# [Task to carry out]
Copy the entries exactly. Leave nothing out and add nothing.

(Records from a data source)
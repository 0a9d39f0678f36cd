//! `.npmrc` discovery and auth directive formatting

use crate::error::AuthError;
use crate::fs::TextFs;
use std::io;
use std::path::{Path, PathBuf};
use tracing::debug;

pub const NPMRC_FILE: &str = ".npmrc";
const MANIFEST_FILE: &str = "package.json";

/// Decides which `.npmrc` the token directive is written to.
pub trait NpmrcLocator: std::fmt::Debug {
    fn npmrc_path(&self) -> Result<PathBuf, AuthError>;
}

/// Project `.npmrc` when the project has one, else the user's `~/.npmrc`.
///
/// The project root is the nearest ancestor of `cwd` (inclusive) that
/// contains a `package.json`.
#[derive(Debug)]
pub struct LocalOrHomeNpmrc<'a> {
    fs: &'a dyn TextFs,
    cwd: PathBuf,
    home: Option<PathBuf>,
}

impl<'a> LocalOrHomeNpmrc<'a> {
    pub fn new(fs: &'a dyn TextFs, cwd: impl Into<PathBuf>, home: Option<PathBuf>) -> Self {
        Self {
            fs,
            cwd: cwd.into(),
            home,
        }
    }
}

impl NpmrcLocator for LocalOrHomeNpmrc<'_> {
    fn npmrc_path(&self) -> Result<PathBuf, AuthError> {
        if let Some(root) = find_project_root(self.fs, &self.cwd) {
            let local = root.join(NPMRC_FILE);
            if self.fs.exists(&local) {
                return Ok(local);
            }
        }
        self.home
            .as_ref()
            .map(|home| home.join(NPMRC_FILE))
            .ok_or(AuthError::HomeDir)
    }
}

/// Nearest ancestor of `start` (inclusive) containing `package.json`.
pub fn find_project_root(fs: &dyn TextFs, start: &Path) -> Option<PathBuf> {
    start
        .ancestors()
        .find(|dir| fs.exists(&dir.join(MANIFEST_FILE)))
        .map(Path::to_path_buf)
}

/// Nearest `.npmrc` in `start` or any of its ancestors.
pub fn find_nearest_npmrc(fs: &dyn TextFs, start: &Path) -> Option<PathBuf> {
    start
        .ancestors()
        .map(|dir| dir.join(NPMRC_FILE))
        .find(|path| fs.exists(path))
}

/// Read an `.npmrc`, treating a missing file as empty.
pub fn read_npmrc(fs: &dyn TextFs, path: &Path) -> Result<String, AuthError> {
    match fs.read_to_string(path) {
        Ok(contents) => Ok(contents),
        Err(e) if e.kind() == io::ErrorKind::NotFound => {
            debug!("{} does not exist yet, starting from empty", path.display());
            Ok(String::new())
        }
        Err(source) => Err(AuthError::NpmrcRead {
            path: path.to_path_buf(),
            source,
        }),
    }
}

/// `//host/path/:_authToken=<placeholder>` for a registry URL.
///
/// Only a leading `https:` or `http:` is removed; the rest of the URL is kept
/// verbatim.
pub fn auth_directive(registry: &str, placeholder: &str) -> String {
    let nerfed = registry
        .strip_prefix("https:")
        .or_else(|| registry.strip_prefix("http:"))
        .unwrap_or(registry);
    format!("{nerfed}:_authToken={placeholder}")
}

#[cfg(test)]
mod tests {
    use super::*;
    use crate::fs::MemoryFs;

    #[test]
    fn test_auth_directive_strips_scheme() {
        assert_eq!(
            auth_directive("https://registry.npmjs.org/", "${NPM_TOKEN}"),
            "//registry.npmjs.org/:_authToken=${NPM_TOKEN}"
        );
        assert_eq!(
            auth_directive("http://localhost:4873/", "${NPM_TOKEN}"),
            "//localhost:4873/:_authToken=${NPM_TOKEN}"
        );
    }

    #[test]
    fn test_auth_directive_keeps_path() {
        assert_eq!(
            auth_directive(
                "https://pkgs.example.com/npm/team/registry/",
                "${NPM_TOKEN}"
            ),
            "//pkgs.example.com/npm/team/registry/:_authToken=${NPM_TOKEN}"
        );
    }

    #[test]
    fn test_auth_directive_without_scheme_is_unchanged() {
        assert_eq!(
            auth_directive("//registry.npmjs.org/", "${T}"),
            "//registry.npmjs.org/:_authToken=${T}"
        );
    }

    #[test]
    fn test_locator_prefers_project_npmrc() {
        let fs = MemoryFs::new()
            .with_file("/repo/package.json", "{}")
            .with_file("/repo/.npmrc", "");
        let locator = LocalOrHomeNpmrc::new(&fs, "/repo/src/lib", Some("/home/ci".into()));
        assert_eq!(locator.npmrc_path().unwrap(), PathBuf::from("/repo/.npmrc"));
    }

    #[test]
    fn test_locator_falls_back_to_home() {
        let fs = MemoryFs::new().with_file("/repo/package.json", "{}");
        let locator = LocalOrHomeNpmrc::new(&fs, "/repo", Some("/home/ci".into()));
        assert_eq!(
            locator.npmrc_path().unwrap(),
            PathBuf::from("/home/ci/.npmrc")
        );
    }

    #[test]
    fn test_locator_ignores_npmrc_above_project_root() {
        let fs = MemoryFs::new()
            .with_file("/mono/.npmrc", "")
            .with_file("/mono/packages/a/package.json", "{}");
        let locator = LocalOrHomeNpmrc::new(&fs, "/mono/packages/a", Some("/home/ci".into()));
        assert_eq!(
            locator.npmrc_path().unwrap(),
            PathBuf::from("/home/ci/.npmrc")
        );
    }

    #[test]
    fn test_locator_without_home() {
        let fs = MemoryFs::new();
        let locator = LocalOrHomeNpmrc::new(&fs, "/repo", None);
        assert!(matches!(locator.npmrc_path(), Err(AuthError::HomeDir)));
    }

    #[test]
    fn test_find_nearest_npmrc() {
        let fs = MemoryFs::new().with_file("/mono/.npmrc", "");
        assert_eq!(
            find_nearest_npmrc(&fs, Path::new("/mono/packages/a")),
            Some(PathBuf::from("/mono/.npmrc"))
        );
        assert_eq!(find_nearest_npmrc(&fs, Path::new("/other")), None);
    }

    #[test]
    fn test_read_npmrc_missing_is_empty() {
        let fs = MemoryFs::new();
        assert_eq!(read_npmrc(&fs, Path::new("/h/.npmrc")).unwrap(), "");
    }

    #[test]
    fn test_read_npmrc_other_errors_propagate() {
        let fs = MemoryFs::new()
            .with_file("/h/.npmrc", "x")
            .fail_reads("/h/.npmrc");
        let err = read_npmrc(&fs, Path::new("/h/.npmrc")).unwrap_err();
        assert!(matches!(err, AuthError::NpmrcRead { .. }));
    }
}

# [Task answer]
repository 0a9d39f0678f36cd
//! `.npmrc` discovery and auth directive formatting

use crate::error::AuthError;
use crate::fs::TextFs;
use std::io;
use std::path::{Path, PathBuf};
use tracing::debug;

pub const NPMRC_FILE: &str = ".npmrc";
const MANIFEST_FILE: &str = "package.json";

/// Decides which `.npmrc` the token directive is written to.
pub trait NpmrcLocator: std::fmt::Debug {
    fn npmrc_path(&self) -> Result<PathBuf, AuthError>;
}

/// Project `.npmrc` when the project has one, else the user's `~/.npmrc`.
///
/// The project root is the nearest ancestor of `cwd` (inclusive) that
/// contains a `package.json`.
#[derive(Debug)]
pub struct LocalOrHomeNpmrc<'a> {
    fs: &'a dyn TextFs,
    cwd: PathBuf,
    home: Option<PathBuf>,
}

impl<'a> LocalOrHomeNpmrc<'a> {
    pub fn new(fs: &'a dyn TextFs, cwd: impl Into<PathBuf>, home: Option<PathBuf>) -> Self {
        Self {
            fs,
            cwd: cwd.into(),
            home,
        }
    }
}

impl NpmrcLocator for LocalOrHomeNpmrc<'_> {
    fn npmrc_path(&self) -> Result<PathBuf, AuthError> {
        if let Some(root) = find_project_root(self.fs, &self.cwd) {
            let local = root.join(NPMRC_FILE);
            if self.fs.exists(&local) {
                return Ok(local);
            }
        }
        self.home
            .as_ref()
            .map(|home| home.join(NPMRC_FILE))
            .ok_or(AuthError::HomeDir)
    }
}

/// Nearest ancestor of `start` (inclusive) containing `package.json`.
pub fn find_project_root(fs: &dyn TextFs, start: &Path) -> Option<PathBuf> {
    start
        .ancestors()
        .find(|dir| fs.exists(&dir.join(MANIFEST_FILE)))
        .map(Path::to_path_buf)
}

/// Nearest `.npmrc` in `start` or any of its ancestors.
pub fn find_nearest_npmrc(fs: &dyn TextFs, start: &Path) -> Option<PathBuf> {
    start
        .ancestors()
        .map(|dir| dir.join(NPMRC_FILE))
        .find(|path| fs.exists(path))
}

/// Read an `.npmrc`, treating a missing file as empty.
pub fn read_npmrc(fs: &dyn TextFs, path: &Path) -> Result<String, AuthError> {
    match fs.read_to_string(path) {
        Ok(contents) => Ok(contents),
        Err(e) if e.kind() == io::ErrorKind::NotFound => {
            debug!("{} does not exist yet, starting from empty", path.display());
            Ok(String::new())
        }
        Err(source) => Err(AuthError::NpmrcRead {
            path: path.to_path_buf(),
            source,
        }),
    }
}

/// `//host/path/:_authToken=<placeholder>` for a registry URL.
///
/// Only a leading `https:` or `http:` is removed; the rest of the URL is kept
/// verbatim.
pub fn auth_directive(registry: &str, placeholder: &str) -> String {
    let nerfed = registry
        .strip_prefix("https:")
        .or_else(|| registry.strip_prefix("http:"))
        .unwrap_or(registry);
    format!("{nerfed}:_authToken={placeholder}")
}

#[cfg(test)]
mod tests {
    use super::*;
    use crate::fs::MemoryFs;

    #[test]
    fn test_auth_directive_strips_scheme() {
        assert_eq!(
            auth_directive("https://registry.npmjs.org/", "${NPM_TOKEN}"),
            "//registry.npmjs.org/:_authToken=${NPM_TOKEN}"
        );
        assert_eq!(
            auth_directive("http://localhost:4873/", "${NPM_TOKEN}"),
            "//localhost:4873/:_authToken=${NPM_TOKEN}"
        );
    }

    #[test]
    fn test_auth_directive_keeps_path() {
        assert_eq!(
            auth_directive(
                "https://pkgs.example.com/npm/team/registry/",
                "${NPM_TOKEN}"
            ),
            "//pkgs.example.com/npm/team/registry/:_authToken=${NPM_TOKEN}"
        );
    }

    #[test]
    fn test_auth_directive_without_scheme_is_unchanged() {
        assert_eq!(
            auth_directive("//registry.npmjs.org/", "${T}"),
            "//registry.npmjs.org/:_authToken=${T}"
        );
    }

    #[test]
    fn test_locator_prefers_project_npmrc() {
        let fs = MemoryFs::new()
            .with_file("/repo/package.json", "{}")
            .with_file("/repo/.npmrc", "");
        let locator = LocalOrHomeNpmrc::new(&fs, "/repo/src/lib", Some("/home/ci".into()));
        assert_eq!(locator.npmrc_path().unwrap(), PathBuf::from("/repo/.npmrc"));
    }

    #[test]
    fn test_locator_falls_back_to_home() {
        let fs = MemoryFs::new().with_file("/repo/package.json", "{}");
        let locator = LocalOrHomeNpmrc::new(&fs, "/repo", Some("/home/ci".into()));
        assert_eq!(
            locator.npmrc_path().unwrap(),
            PathBuf::from("/home/ci/.npmrc")
        );
    }

    #[test]
    fn test_locator_ignores_npmrc_above_project_root() {
        let fs = MemoryFs::new()
            .with_file("/mono/.npmrc", "")
            .with_file("/mono/packages/a/package.json", "{}");
        let locator = LocalOrHomeNpmrc::new(&fs, "/mono/packages/a", Some("/home/ci".into()));
        assert_eq!(
            locator.npmrc_path().unwrap(),
            PathBuf::from("/home/ci/.npmrc")
        );
    }

    #[test]
    fn test_locator_without_home() {
        let fs = MemoryFs::new();
        let locator = LocalOrHomeNpmrc::new(&fs, "/repo", None);
        assert!(matches!(locator.npmrc_path(), Err(AuthError::HomeDir)));
    }

    #[test]
    fn test_find_nearest_npmrc() {
        let fs = MemoryFs::new().with_file("/mono/.npmrc", "");
        assert_eq!(
            find_nearest_npmrc(&fs, Path::new("/mono/packages/a")),
            Some(PathBuf::from("/mono/.npmrc"))
        );
        assert_eq!(find_nearest_npmrc(&fs, Path::new("/other")), None);
    }

    #[test]
    fn test_read_npmrc_missing_is_empty() {
        let fs = MemoryFs::new();
        assert_eq!(read_npmrc(&fs, Path::new("/h/.npmrc")).unwrap(), "");
    }

    #[test]
    fn test_read_npmrc_other_errors_propagate() {
        let fs = MemoryFs::new()
            .with_file("/h/.npmrc", "x")
            .fail_reads("/h/.npmrc");
        let err = read_npmrc(&fs, Path::new("/h/.npmrc")).unwrap_err();
        assert!(matches!(err, AuthError::NpmrcRead { .. }));
    }
}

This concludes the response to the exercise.